Не могу не упомянуть о неразлучной ставропольской парочке: утонченный сибарит Ардашев и смахивающий на крестьянина дьякон Кирилл. Вместе они смотрятся весьма забавно.
А что творилось на следующий день после того, как присяжные оправдали Маевского! И «Северокавказский край», и «Ставропольские губернские ведомости» — все печатали его выступление в прениях. Газеты были нарасхват. Тиражи увеличились вдвое. И такое случается после каждого его процесса. Если так дело пойдет и дальше, то и «Ставропольские епархиальные ведомости» начнут ему каноны петь. Вот сраму-то будет! На всю митрополию опозорятся!
Однако довольно о нем. Хоть и красивая птица павлин, да проку от нее мало. Продолжу рассказ о первом дне путешествий. Прямо из Пятигорска мы двинулись в сторону Баталпашинска. Ехать на автомобиле с открытым верхом — чистое удовольствие. Вокруг открывались пейзажи, достойные кисти художника. Машук и Бештау остались позади. Дорога была шоссирована, но ночью прошел дождь, и двадцатисильному мотору в некоторых местах приходилось изрядно попыхтеть, но ничего, выдюжил.
Первую остановку мы сделали в станице Суворовской. Местная ребятня окружила нас, обступив немецкий чудо-автомобиль. Старики смотрели издали и лишь покачивали головами. Оказывается, эту станицу основали казаки Хоперского полка, переселенные из Ставропольской крепости в 1825 году. Тогда она называлась Карантинная, поскольку служила санитарным пропускником. Но через десять лет, идя навстречу просьбам местных жителей, Государь Николай I переименовал ее в честь великого полководца, который, как уверяют, останавливался в этих краях.
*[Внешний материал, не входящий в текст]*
use anyhow::Result;
use clap::{Args, Parser, Subcommand};
use indicatif::{ProgressBar, ProgressStyle};
use ts_ratings::cards::{gallery_columns, CardState};
use ts_ratings::client::{Client, EndpointConfig};
use ts_ratings::{Restaurant, SearchController, SearchState};

#[derive(Parser, Debug)]
struct CliArgs {
    #[command(subcommand)]
    pub subcommand: Command,

    #[command(flatten)]
    pub global_opts: GlobalOpts,
}

#[derive(Args, Debug)]
struct GlobalOpts {
    #[arg(short = 't', long, global = true, help = "Endpoint for the town listing")]
    pub towns_endpoint: Option<String>,

    #[arg(short = 'r', long, global = true, help = "Endpoint for restaurant data")]
    pub restaurants_endpoint: Option<String>,
}

#[derive(Subcommand, Debug, PartialEq)]
enum Command {
    #[clap(name = "towns", about = "List all searchable towns")]
    Towns,

    #[clap(name = "search", about = "Search towns for rated restaurants")]
    Search {
        #[arg(required = true)]
        towns: Vec<String>,

        #[arg(short = 'e', long, help = "Show the expanded detail view for every card")]
        expand: bool,

        #[arg(
            short = 'w',
            long,
            default_value_t = 1280,
            help = "Display width in pixels, used for gallery sizing"
        )]
        width: u32,
    },
}

#[tokio::main]
async fn main() -> Result<()> {
    let subscriber = tracing_subscriber::FmtSubscriber::builder()
        .with_max_level(tracing::Level::WARN)
        .finish();
    tracing::subscriber::set_global_default(subscriber)?;

    let args = CliArgs::parse();
    let http = reqwest::Client::builder().gzip(true).brotli(true).build()?;
    let endpoints = EndpointConfig {
        towns: args.global_opts.towns_endpoint,
        restaurants: args.global_opts.restaurants_endpoint,
    };
    let client = Client::new(http, endpoints)?;

    match args.subcommand {
        Command::Towns => {
            let towns = client.get_towns().await?;
            println!("{}", serde_json::to_string_pretty(towns)?);
        }
        Command::Search {
            towns,
            expand,
            width,
        } => {
            search_towns(&client, &towns, expand, width).await?;
        }
    }
    Ok(())
}

async fn search_towns(client: &Client, towns: &[String], expand: bool, width: u32) -> Result<()> {
    let progress = ProgressBar::new(towns.len() as u64);
    progress.set_style(ProgressStyle::default_bar().template("{bar:40} {pos}/{len} {msg}")?);

    // One controller for the whole session; each submit supersedes the
    // previous search.
    let mut controller = SearchController::new();
    for town in towns {
        progress.set_message(town.clone());
        controller
            .run(client.http_client(), client.restaurants_endpoint(), town)
            .await;
        match controller.state() {
            SearchState::Loaded(restaurants) if restaurants.is_empty() => {
                progress.println(format!("{town}: no restaurants found"));
            }
            SearchState::Loaded(restaurants) => {
                for restaurant in restaurants {
                    progress.println(render_card(restaurant, expand, width));
                }
            }
            SearchState::Failed(error) => {
                progress.println(format!("{town}: search failed: {error}"));
            }
            _ => {}
        }
        progress.inc(1);
    }
    progress.finish_and_clear();
    Ok(())
}

fn render_card(restaurant: &Restaurant, expand: bool, width: u32) -> String {
    let mut card = format!("{}  {:.1}/10\n", restaurant.name, restaurant.score);
    if !restaurant.review.is_empty() {
        card.push_str(&format!("  \"{}\"\n", restaurant.review));
    }
    if !expand {
        return card;
    }
    for site in &restaurant.sites {
        card.push_str(&format!(
            "  {}: {} reviews, {:.1}/10 ({})\n",
            site.site, site.number_of_reviews, site.rating, site.link
        ));
    }
    if !restaurant.formatted_address.is_empty() {
        card.push_str(&format!("  {}\n", restaurant.formatted_address));
    }
    let mut state = CardState::new();
    state.expand(&restaurant.photos);
    if !state.gallery().is_empty() {
        card.push_str(&format!(
            "  {} photos across {} columns\n",
            state.gallery().len(),
            gallery_columns(width)
        ));
    }
    card
}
Здесь протекают четыре реки: Кума, Дарья, Тамлык и Гаркуша. В окрестностях имеются залежи термальных вод.
Вскоре наш chauffeur покрутил ручку стартера, и мы тронулись в путь. Примерно через полтора часа показалась зеркальная гладь Баталпашинского озера. Мой сосед, г-н Жидяев, рассказал, что в этом соленом водоеме добывают Глауберову соль — известное слабительное средство.
Как-то незаметно выросли Сычевы горы и закрыли собою горизонт. Их высота не достигает и 3000 футов. Это самая северная и самая низкая гряда предгорий Большого Кавказа. Там на покатых склонах летом пасется скот, а южные отроги не столь приветливы: круты и обрывисты.